#BookReview Queenie Malone’s Paradise Hotel by Ruth Hogan

About the book

From the bestselling author of The Keeper of Lost Things and The Wisdom of Sally Red Shoes – a novel of mothers and daughters, families and secrets and the astonishing power of friendship.

Tilly was a bright, outgoing little girl who liked playing with ghosts and matches. She loved fizzy drinks, swear words, fish fingers and Catholic churches, but most of all she loved living in Brighton in Queenie Malone’s Magnificent Paradise Hotel with its endearing and loving family of misfits – staff and guests alike.

But Tilly’s childhood was shattered when her mother sent her away from the only home she’d ever loved to boarding school with little explanation and no warning. Now, Tilda has grown into an independent woman still damaged by her mother’s unaccountable cruelty. Wary of people, her only friend is her dog, Eli. But when her mother dies, Tilda goes back to Brighton and with the help of her beloved Queenie sets about unraveling the mystery of her exile from The Paradise Hotel and discovers that her mother was not the woman she thought she knew at all … Mothers and daughters … their story can be complicated … it can also turn out to have a happy ending.

Published by Two Roads

Publication Date – 7th February 2019

Purchase Links

hive.co.uk  £11.39

waterstones   £14.99


This was a beautifully written story that centres around family relationships, mental health and the consequences of not being truthful to those you love. For me it didn’t quite have the emotional impact as The Wisdom of Sally Red Shoes, but still made for an engaging, enthralling and thought provoking read.

I love the fact that we got to see the story from both a young perspective and that of an adult, and how times changes and perceptions can deceive you. Young Tilly is the perfect example of a Daddy’s girl and is devastated when her father goes away and is left with a mother who she thinks doesn’t care about her, and that belief is reinforced when she is sent away to school.

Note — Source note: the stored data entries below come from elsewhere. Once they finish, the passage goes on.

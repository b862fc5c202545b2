use std::sync::Arc;

use crate::{BufferType, Representation};

/// A track: one media type in one language/role, with its encodings.
#[derive(Debug)]
pub struct Adaptation {
    pub id: String,
    pub buffer_type: BufferType,
    pub language: Option<String>,
    pub representations: Vec<Arc<Representation>>,
}

impl Adaptation {
    pub fn new<S: Into<String>>(
        id: S,
        buffer_type: BufferType,
        representations: Vec<Arc<Representation>>,
    ) -> Self {
        Self {
            id: id.into(),
            buffer_type,
            language: None,
            representations,
        }
    }

    pub fn with_language<S: Into<String>>(mut self, language: S) -> Self {
        self.language = Some(language.into());
        self
    }

    pub fn representation(&self, id: &str) -> Option<&Arc<Representation>> {
        self.representations.iter().find(|r| r.id == id)
    }

    pub fn playable_representations(&self) -> Vec<Arc<Representation>> {
        self.representations
            .iter()
            .filter(|r| r.is_playable())
            .cloned()
            .collect()
    }
}

/// A time slice of the content with a fixed set of tracks.
#[derive(Debug)]
pub struct Period {
    pub id: String,
    pub start: f64,
    /// `None` while the end is unknown (live).
    pub end: Option<f64>,
    pub adaptations: Vec<Arc<Adaptation>>,
}

impl Period {
    pub fn new<S: Into<String>>(
        id: S,
        start: f64,
        end: Option<f64>,
        adaptations: Vec<Arc<Adaptation>>,
    ) -> Self {
        Self {
            id: id.into(),
            start,
            end,
            adaptations,
        }
    }

    pub fn adaptations_of(&self, buffer_type: BufferType) -> impl Iterator<Item = &Arc<Adaptation>> {
        self.adaptations
            .iter()
            .filter(move |a| a.buffer_type == buffer_type)
    }

    pub fn contains(&self, time: f64) -> bool {
        time >= self.start && self.end.is_none_or(|end| time < end)
    }
}

/// Normalized content description.
#[derive(Debug)]
pub struct Manifest {
    pub periods: Vec<Arc<Period>>,
    /// Live or otherwise still-growing content.
    pub is_dynamic: bool,
    pub is_last_period_known: bool,
}

impl Manifest {
    pub fn new(periods: Vec<Arc<Period>>, is_dynamic: bool) -> Self {
        Self {
            periods,
            is_dynamic,
            is_last_period_known: !is_dynamic,
        }
    }

    pub fn with_last_period_known(mut self, known: bool) -> Self {
        self.is_last_period_known = known;
        self
    }

    pub fn last_period(&self) -> Option<&Arc<Period>> {
        self.periods.last()
    }

    /// Whether `period` is known to be the final one.
    pub fn is_last_period(&self, period: &Period) -> bool {
        self.is_last_period_known && self.last_period().is_some_and(|p| p.id == period.id)
    }

    pub fn period_for_time(&self, time: f64) -> Option<&Arc<Period>> {
        self.periods.iter().find(|p| p.contains(time))
    }
}

#[cfg(test)]
mod tests {
    use super::*;

    fn manifest(dynamic: bool) -> Manifest {
        Manifest::new(
            vec![
                Arc::new(Period::new("p0", 0.0, Some(10.0), vec![])),
                Arc::new(Period::new("p1", 10.0, None, vec![])),
            ],
            dynamic,
        )
    }

    #[test]
    fn last_period_requires_known_end() {
        let vod = manifest(false);
        assert!(vod.is_last_period(&vod.periods[1]));
        assert!(!vod.is_last_period(&vod.periods[0]));

        let live = manifest(true);
        assert!(!live.is_last_period(&live.periods[1]));
    }

    #[test]
    fn period_for_time_uses_half_open_bounds() {
        let m = manifest(false);
        assert_eq!(m.period_for_time(9.99).map(|p| p.id.as_str()), Some("p0"));
        assert_eq!(m.period_for_time(10.0).map(|p| p.id.as_str()), Some("p1"));
        assert_eq!(m.period_for_time(1_000.0).map(|p| p.id.as_str()), Some("p1"));
    }
}
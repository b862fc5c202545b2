#![forbid(unsafe_code)]

use std::sync::Arc;

use lyra_manifest::{BufferType, Period};

/// What a reload of the media source should do.
#[derive(Clone, Debug)]
pub struct ReloadRequest {
    pub period: Arc<Period>,
    pub buffer_type: BufferType,
    /// Position when the reload was requested.
    pub position: f64,
    /// Shift applied to `position` once reloaded.
    pub position_delta: f64,
}

/// Performs a full media-source reload.
#[cfg_attr(
    any(test, feature = "test-utils"),
    unimock::unimock(api = ReloadRequesterMock)
)]
pub trait ReloadRequester: Send + Sync {
    fn request_reload(&self, request: ReloadRequest);
}

/// Ignores reload requests.
#[derive(Clone, Copy, Debug, Default)]
pub struct NoopReloadRequester;

impl ReloadRequester for NoopReloadRequester {
    fn request_reload(&self, _request: ReloadRequest) {}
}
use std::ops::Range;

use lyra_buffer::BufferedChunk;
use lyra_manifest::RepresentationContent;

use super::ROUNDING_ERROR;

/// A hole in the content that loading more segments cannot fill.
#[derive(Clone, Copy, Debug, PartialEq)]
pub struct Discontinuity {
    /// Where playback will run out of data.
    pub start: f64,
    /// Where data resumes. `None` when nothing follows (end of content).
    pub end: Option<f64>,
}

/// Next discontinuity reachable from the start of `needed` without leaving
/// buffered data, if any.
pub(crate) fn imminent_discontinuity(
    content: &RepresentationContent,
    needed: &Range<f64>,
    chunks: &[BufferedChunk],
    has_finished_loading: bool,
) -> Option<Discontinuity> {
    let index = &content.representation.index;
    if !index.is_initialized() {
        return None;
    }
    if !index.are_segments_chronologically_generated() && !has_finished_loading {
        return None;
    }

    if let Some(next) = index.check_discontinuity(needed.start) {
        return Some(Discontinuity {
            start: needed.start,
            end: Some(next),
        });
    }

    let buffered_end = contiguous_buffered_end(chunks, needed.start);
    if buffered_end < needed.end + ROUNDING_ERROR
        && let Some(next) = index.check_discontinuity(buffered_end)
    {
        return Some(Discontinuity {
            start: buffered_end,
            end: Some(next),
        });
    }

    end_of_index_gap(content, buffered_end)
}

/// End of the fully pushed data running without holes from `from`.
fn contiguous_buffered_end(chunks: &[BufferedChunk], from: f64) -> f64 {
    let mut end = from;
    for chunk in chunks.iter().filter(|c| !c.partially_pushed) {
        let range = chunk.effective_range();
        if range.start > end + ROUNDING_ERROR {
            break;
        }
        end = end.max(range.end);
    }
    end
}

/// Gap between the last segment of a finished index and the period end,
/// once buffered data reaches it.
fn end_of_index_gap(content: &RepresentationContent, buffered_end: f64) -> Option<Discontinuity> {
    let index = &content.representation.index;
    if !index.is_finished() {
        return None;
    }
    let last = index.last_position()?;
    let period_end = content.period.end?;
    if period_end - last <= ROUNDING_ERROR || buffered_end < last - ROUNDING_ERROR {
        return None;
    }
    let end = if content.manifest.is_last_period(&content.period) {
        None
    } else {
        Some(period_end)
    };
    Some(Discontinuity { start: last, end })
}

#[cfg(test)]
mod tests {
    use std::sync::Arc;

    use lyra_buffer::SegmentInventory;
    use lyra_manifest::{
        Adaptation, AdaptationContent, BufferType, Manifest, Period, Representation, Segment,
        SegmentIndex, SegmentIndexMock, TimelineIndex,
    };
    use rstest::rstest;
    use unimock::{MockFn, Unimock, matching};

    use super::*;

    /// Segments 0..2, 2..4, then a hole until 6..8. Period ends at `period_end`.
    fn content(period_end: f64) -> RepresentationContent {
        let index = TimelineIndex::new(
            None,
            vec![
                Segment::media("0", 0.0, 2.0),
                Segment::media("1", 2.0, 2.0),
                Segment::media("2", 6.0, 2.0),
            ],
            true,
        );
        content_with(Arc::new(index), period_end)
    }

    fn content_with(index: Arc<dyn SegmentIndex>, period_end: f64) -> RepresentationContent {
        let rep = Arc::new(Representation::new("v", 1_000, index));
        let adaptation = Arc::new(Adaptation::new("video", BufferType::Video, vec![Arc::clone(&rep)]));
        let period = Arc::new(Period::new("p0", 0.0, Some(period_end), vec![Arc::clone(&adaptation)]));
        AdaptationContent::new(Arc::new(Manifest::new(vec![Arc::clone(&period)], false)), period, adaptation)
            .with_representation(rep)
    }

    fn buffered(content: &RepresentationContent, ids: &[usize]) -> SegmentInventory {
        let segments = content.representation.index.segments(0.0, 100.0);
        let mut inv = SegmentInventory::new();
        for &i in ids {
            let info = content.segment_context(segments[i].clone());
            inv.insert_chunk(info.clone(), true, 10);
            inv.complete_segment(&info);
        }
        inv
    }

    #[test]
    fn wanted_time_inside_hole() {
        let c = content(8.0);
        let inv = SegmentInventory::new();
        let found = imminent_discontinuity(&c, &(4.5..10.0), inv.chunks(), false);
        assert_eq!(found, Some(Discontinuity { start: 4.5, end: Some(6.0) }));
    }

    #[test]
    fn hole_after_buffered_data() {
        let c = content(8.0);
        let inv = buffered(&c, &[0, 1]);
        let found = imminent_discontinuity(&c, &(0.0..8.0), inv.chunks(), false);
        assert_eq!(found, Some(Discontinuity { start: 4.0, end: Some(6.0) }));
    }

    #[test]
    fn no_discontinuity_before_buffer_reaches_hole() {
        let c = content(8.0);
        let inv = buffered(&c, &[0]);
        assert_eq!(imminent_discontinuity(&c, &(0.0..8.0), inv.chunks(), false), None);
    }

    #[test]
    fn gap_before_period_end() {
        let c = content(9.0);
        let inv = buffered(&c, &[2]);
        let found = imminent_discontinuity(&c, &(6.0..9.0), inv.chunks(), true);
        assert_eq!(found, Some(Discontinuity { start: 8.0, end: None }));
    }

    /// Index announcing a hole from 4 to 6.
    fn index_with_hole(initialized: bool, chronological: bool) -> Unimock {
        Unimock::new((
            SegmentIndexMock::is_initialized
                .each_call(matching!())
                .returns(initialized),
            SegmentIndexMock::are_segments_chronologically_generated
                .each_call(matching!())
                .returns(chronological),
            SegmentIndexMock::check_discontinuity
                .each_call(matching!(_))
                .returns(Some(6.0)),
        ))
        .no_verify_in_drop()
    }

    #[rstest]
    #[case::uninitialized(false, true, true, false)]
    #[case::uninitialized_and_loaded(false, true, true, true)]
    #[case::unordered_while_loading(true, false, false, false)]
    #[case::unordered_once_loaded(true, false, true, true)]
    #[case::chronological_while_loading(true, true, false, true)]
    fn detection_requires_a_settled_index(
        #[case] initialized: bool,
        #[case] chronological: bool,
        #[case] has_finished_loading: bool,
        #[case] detected: bool,
    ) {
        let c = content_with(Arc::new(index_with_hole(initialized, chronological)), 8.0);
        let inv = SegmentInventory::new();
        let found = imminent_discontinuity(&c, &(4.5..10.0), inv.chunks(), has_finished_loading);
        let expected = detected.then_some(Discontinuity { start: 4.5, end: Some(6.0) });
        assert_eq!(found, expected);
    }
}
//! Scripted segment fetcher for tests.

use std::{
    collections::HashSet,
    sync::atomic::{AtomicUsize, Ordering},
    time::Duration,
};

use async_trait::async_trait;
use bytes::Bytes;
use lyra_buffer::mock::FakeSourceBuffer;
use lyra_core::CancelToken;
use parking_lot::Mutex;

use crate::{FetchError, FetchedSegment, SegmentFetcher, SegmentRequest};

/// [`SegmentFetcher`] answering with payloads a [`FakeSourceBuffer`] understands.
///
/// Media segments come back as [`FakeSourceBuffer::media_payload`] of their
/// time range, init segments as `b"init"`.
#[derive(Default)]
pub struct ScriptedFetcher {
    delay: Option<Duration>,
    requests: Mutex<Vec<String>>,
    failing: Mutex<HashSet<String>>,
    in_flight: AtomicUsize,
    max_in_flight: AtomicUsize,
    cancelled: AtomicUsize,
}

impl ScriptedFetcher {
    pub fn new() -> Self {
        Self::default()
    }

    /// Take `delay` (tokio time) to answer each request.
    pub fn with_delay(mut self, delay: Duration) -> Self {
        self.delay = Some(delay);
        self
    }

    /// Answer requests for `segment_id` with HTTP 404.
    pub fn fail(&self, segment_id: &str) {
        self.failing.lock().insert(segment_id.to_string());
    }

    /// Requested segment ids, in request order.
    pub fn requests(&self) -> Vec<String> {
        self.requests.lock().clone()
    }

    /// Requested media segment ids, in request order.
    pub fn media_requests(&self) -> Vec<String> {
        self.requests
            .lock()
            .iter()
            .filter(|id| !id.ends_with("-init"))
            .cloned()
            .collect()
    }

    pub fn in_flight(&self) -> usize {
        self.in_flight.load(Ordering::Acquire)
    }

    /// Most requests ever running at once.
    pub fn max_in_flight(&self) -> usize {
        self.max_in_flight.load(Ordering::Acquire)
    }

    /// Requests abandoned because their token was cancelled.
    pub fn cancelled(&self) -> usize {
        self.cancelled.load(Ordering::Acquire)
    }
}

#[async_trait]
impl SegmentFetcher for ScriptedFetcher {
    async fn fetch(
        &self,
        request: &SegmentRequest,
        cancel: &CancelToken,
    ) -> Result<FetchedSegment, FetchError> {
        cancel.check()?;
        let segment = &request.context.segment;
        self.requests.lock().push(segment.id.clone());

        let running = self.in_flight.fetch_add(1, Ordering::AcqRel) + 1;
        self.max_in_flight.fetch_max(running, Ordering::AcqRel);
        let waited = match self.delay {
            Some(delay) => tokio::select! {
                () = tokio::time::sleep(delay) => Ok(()),
                () = cancel.cancelled() => Err(()),
            },
            None => Ok(()),
        };
        self.in_flight.fetch_sub(1, Ordering::AcqRel);
        if waited.is_err() {
            self.cancelled.fetch_add(1, Ordering::AcqRel);
            cancel.check()?;
        }

        if self.failing.lock().contains(&segment.id) {
            return Err(FetchError::Status {
                segment_id: segment.id.clone(),
                status: 404,
            });
        }
        let data = if segment.is_init {
            Bytes::from_static(b"init")
        } else {
            FakeSourceBuffer::media_payload(segment.time, segment.end)
        };
        request.report_progress(data.len() as u64);
        Ok(FetchedSegment::new(data))
    }
}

When Tilly grows up she still holds on to that resentment and never has a close relationship with her mother, so when she returns following the death of her mother she is confronted with a mix of emotions as she talks to neighbours, and starts to look back at things with the help of the diaries of her mother that she finds. Tilda shares many traits with her father, and that of her mother too and it’s only when she starts to see her mother as a person, and not the ogre that she remembers, that she starts to really find out who she was, and that helps clear the picture of just who Tilda is as well.

There’s a wonderful cast of characters that the author creates, and the little details in descriptions really help things ping to life and makes the world of Tilda and the way her mind works feel even more real. The struggles she goes through when confronted with a past different to how she saw it is such a fascinating one and makes you warm to her as a character even more. Highly recommended.


My thanks to the author, publisher and netgalley for the advanced reading copy in return for a fair and honest review.